[PROBLEM TO SOLVE] Look below for the line that has "Forcing Perturbation Generator (FPG) is a". Set down the lines from there through the line that has "that seeds of", exactly as written.

*** Opening of RECORDS SHOWN ***

/*
Copyright 2021 Jakub Lewandowski

This file is part of Forcing Perturbation Generator (FPG).

Forcing Perturbation Generator (FPG) is a free software: you can redistribute it and/or modify
it under the terms of the GNU General Public License as published by
the Free Software Foundation; either version 3 of the License, or
(at your option) any later version.

Forcing Perturbation Generator (FPG) is distributed in the hope that it will be useful,
but WITHOUT ANY WARRANTY; without even the implied warranty of
MERCHANTABILITY or FITNESS FOR A PARTICULAR PURPOSE. See the
GNU General Public License for more details.

You should have received a copy of the GNU General Public License
along with Forcing Perturbation Generator (FPG). If not, see https://www.gnu.org/licenses/.
*/

//! Module responsible for synthesizing perturbation fields.
//!
//! Perturbation of member `p` in year `y` is computed as
//! `A z / sqrt(nsample - 1)`, where `A` is the centered anomaly
//! matrix and `z` is a vector of `nsample` uniform random
//! coefficients drawn from the generator seeded with `1000 y + p`.
//! Thus a member can be regenerated from its seed and the
//! historical inputs at any time without storing the field.

use super::{
    basis::AnomalyBasis,
    configuration::{Config, Variable},
    dataset::{self, GridLayout},
    manifest::ManifestRecord,
    random,
};
use crate::{
    constants::{MAX_MEMBERS, SEED_YEAR_STRIDE},
    errors::{OutputError, SeedError},
    Float,
};
use chrono::Utc;
use log::debug;
use ndarray::{Array1, Array3};
use std::sync::Arc;

/// Seed of the random generator for one ensemble member.
#[derive(Copy, Clone, PartialEq, Eq, PartialOrd, Ord, Hash, Debug)]
pub struct MemberSeed(u32);

impl MemberSeed {
    /// Computes the seed as `1000 * year + member`.
    ///
    /// Member must be in `1..=999` so that seeds of
    /// distinct (year, member) pairs are distinct.
    pub fn new(year: i32, member: u16) -> Result<Self, SeedError> {
        if !(1..=MAX_MEMBERS).contains(&member) {
            return Err(SeedError::MemberOutOfRange(member));
        }

        let seed = SEED_YEAR_STRIDE * i64::from(year) + i64::from(member);

        u32::try_from(seed)
            .map(MemberSeed)
            .map_err(|_| SeedError::YearOutOfRange(year))
    }

    #[cfg(test)]
    pub fn from_raw(seed: u32) -> Self {
        MemberSeed(seed)
    }

    pub fn value(&self) -> u32 {
        self.0
    }
}

/// Perturbation field of one member.
#[derive(Clone, PartialEq, Debug)]
pub struct Perturbation {
    pub seed: MemberSeed,
    pub coefficients: Array1<Float>,
    pub field: Array3<Float>,
}

impl AnomalyBasis {
    /// Projects `coefficients` through the basis and reshapes
    /// the result to the grid of the historical fields.
    pub fn project(&self, coefficients: &Array1<Float>) -> Result<Array3<Float>, OutputError> {
        let scale = ((self.sample_count() - 1) as Float).sqrt();
        let flat = self.anomalies().dot(coefficients) / scale;

        Ok(flat.into_shape(self.shape())?)
    }

    /// Synthesizes the perturbation of member with given seed.
    pub fn perturb(&self, seed: MemberSeed) -> Result<Perturbation, OutputError> {
        let coefficients = random::draw_coefficients(seed, self.sample_count());
        let field = self.project(&coefficients)?;

        Ok(Perturbation {
            seed,
            coefficients,
            field,
        })
    }
}

/// Everything a member job needs, shared between
/// all jobs of one variable.
#[derive(Debug)]
pub struct SharedState {
    pub config: Arc<Config>,
    pub variable: Variable,
    pub basis: AnomalyBasis,
    pub layout: GridLayout,
}

/// Generates and writes the perturbation of one member,
/// overwriting an existing file.
///
/// Output directory must already exist.
pub fn generate_member(
    shared: &SharedState,
    year: i32,
    member: u16,
) -> Result<ManifestRecord, OutputError> {
    let perturbation = shared.basis.perturb(MemberSeed::new(year, member)?)?;
    let seed = perturbation.seed;

    debug!(
        "{} {} member {}: seed {}, first coefficient {}, last coefficient {}",
        shared.variable.name,
        year,
        member,
        seed.value(),
        first_or_nan(&perturbation.coefficients),
        last_or_nan(&perturbation.coefficients)
    );

    let out_path = shared.config.member_file_path(&shared.variable, year, member);

    let history = format!(
        "{}: perturbation of {} for {}, member {} (seed {}) from reference window {}-{}",
        Utc::now().format("%Y-%m-%dT%H:%M:%SZ"),
        shared.variable.name,
        year,
        member,
        seed.value(),
        shared.config.reference.begin,
        shared.config.reference.end
    );

    dataset::write_field(&out_path, &shared.layout, &perturbation.field, &history)?;

    Ok(ManifestRecord {
        variable: shared.variable.name.clone(),
        year,
        member,
        seed: seed.value(),
        first_coefficient: first_or_nan(&perturbation.coefficients),
        last_coefficient: last_or_nan(&perturbation.coefficients),
        path: out_path.display().to_string(),
    })
}

fn first_or_nan(values: &Array1<Float>) -> Float {
    values.iter().next().copied().unwrap_or(Float::NAN)
}

fn last_or_nan(values: &Array1<Float>) -> Float {
    values.iter().next_back().copied().unwrap_or(Float::NAN)
}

*** Close of RECORDS SHOWN ***

[SOLUTION BELOW]
Forcing Perturbation Generator (FPG) is a free software: you can redistribute it and/or modify
it under the terms of the GNU General Public License as published by
the Free Software Foundation; either version 3 of the License, or
(at your option) any later version.

Forcing Perturbation Generator (FPG) is distributed in the hope that it will be useful,
but WITHOUT ANY WARRANTY; without even the implied warranty of
MERCHANTABILITY or FITNESS FOR A PARTICULAR PURPOSE. See the
GNU General Public License for more details.

You should have received a copy of the GNU General Public License
along with Forcing Perturbation Generator (FPG). If not, see https://www.gnu.org/licenses/.
*/

//! Module responsible for synthesizing perturbation fields.
//!
//! Perturbation of member `p` in year `y` is computed as
//! `A z / sqrt(nsample - 1)`, where `A` is the centered anomaly
//! matrix and `z` is a vector of `nsample` uniform random
//! coefficients drawn from the generator seeded with `1000 y + p`.
//! Thus a member can be regenerated from its seed and the
//! historical inputs at any time without storing the field.

use super::{
    basis::AnomalyBasis,
    configuration::{Config, Variable},
    dataset::{self, GridLayout},
    manifest::ManifestRecord,
    random,
};
use crate::{
    constants::{MAX_MEMBERS, SEED_YEAR_STRIDE},
    errors::{OutputError, SeedError},
    Float,
};
use chrono::Utc;
use log::debug;
use ndarray::{Array1, Array3};
use std::sync::Arc;

/// Seed of the random generator for one ensemble member.
#[derive(Copy, Clone, PartialEq, Eq, PartialOrd, Ord, Hash, Debug)]
pub struct MemberSeed(u32);

impl MemberSeed {
    /// Computes the seed as `1000 * year + member`.
    ///
    /// Member must be in `1..=999` so that seeds of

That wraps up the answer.